** Opening DATA TO PROCESS block **

use crate::command::Command;
use crate::subscription::Subscription;
use ratatui::{layout::Rect, Frame};

/// A reusable widget that renders into a given [`Rect`] area.
///
/// `Component` is nearly identical to [`Model`](crate::Model) but its
/// [`view`](Component::view) method receives an `area: Rect` parameter,
/// making components composable within layouts.  A parent model (or another
/// component) decides *where* each child renders by passing it a sub-region
/// of the frame.  Every widget in `vitrine-widgets` implements this trait.
///
/// # Composition pattern
///
/// To embed a `Component` inside a [`Model`](crate::Model), wrap the
/// component's message type in a variant of the parent message and use
/// [`Command::map`] to translate commands:
///
/// ```rust,ignore
/// use vitrine_core::{Model, Component, Command};
/// use ratatui::Frame;
/// use ratatui::layout::{Constraint, Layout};
///
/// struct Demo { tabs: Tabs }
///
/// #[derive(Debug)]
/// enum Msg { Tabs(tabs::Message) }
///
/// impl Model for Demo {
///     type Message = Msg;
///     type Flags = ();
///
///     fn init(_: ()) -> (Self, Command<Msg>) {
///         (Demo { tabs: Tabs::new(vec!["One".into(), "Two".into()]) }, Command::none())
///     }
///
///     fn update(&mut self, msg: Msg) -> Command<Msg> {
///         match msg {
///             Msg::Tabs(m) => self.tabs.update(m).map(Msg::Tabs),
///         }
///     }
///
///     fn view(&self, frame: &mut Frame) {
///         let [bar, _rest] =
///             Layout::vertical([Constraint::Length(2), Constraint::Fill(1)])
///                 .areas(frame.area());
///         self.tabs.view(frame, bar);
///     }
/// }
/// ```
pub trait Component: Send + 'static {
    /// The component's internal message type.
    ///
    /// Parent models typically wrap this in one of their own message variants
    /// so that events can be routed to the correct child.
    type Message: Send + 'static;

    /// Process a message, mutate state, and return a [`Command`] for side effects.
    ///
    /// Works exactly like [`Model::update`](crate::Model::update).  The
    /// returned command uses the component's own `Message` type; the parent
    /// should call [`.map()`](Command::map) to lift it into the parent message
    /// type.
    fn update(&mut self, msg: Self::Message) -> Command<Self::Message>;

    /// Render into a specific `area` of the [`Frame`].
    ///
    /// Unlike [`Model::view`](crate::Model::view), this method receives an
    /// `area: Rect` so the parent can control where the component is drawn.
    /// Implementations should confine all rendering to the given rectangle.
    fn view(&self, frame: &mut Frame, area: Rect);

    /// Declare active subscriptions for this component.
    ///
    /// The parent is responsible for collecting child subscriptions (calling
    /// this method) and including them in its own
    /// [`Model::subscriptions`](crate::Model::subscriptions) return value,
    /// mapping messages appropriately.
    ///
    /// The default implementation returns an empty list (no subscriptions).
    fn subscriptions(&self) -> Vec<Subscription<Self::Message>> {
        vec![]
    }

    /// Whether this component currently has focus.
    ///
    /// This is a hint for input routing.  A parent can query `focused()` to
    /// decide which child should receive keyboard events.  The default
    /// implementation returns `false`.
    fn focused(&self) -> bool {
        false
    }
}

** Closing DATA TO PROCESS block **

All lines in the data above from the one with "the correct child." through the one with "into the parent message" must be repeated exactly, and no others.

    /// so that events can be routed to the correct child.
    type Message: Send + 'static;

    /// Process a message, mutate state, and return a [`Command`] for side effects.
    ///
    /// Works exactly like [`Model::update`](crate::Model::update).  The
    /// returned command uses the component's own `Message` type; the parent
    /// should call [`.map()`](Command::map) to lift it into the parent message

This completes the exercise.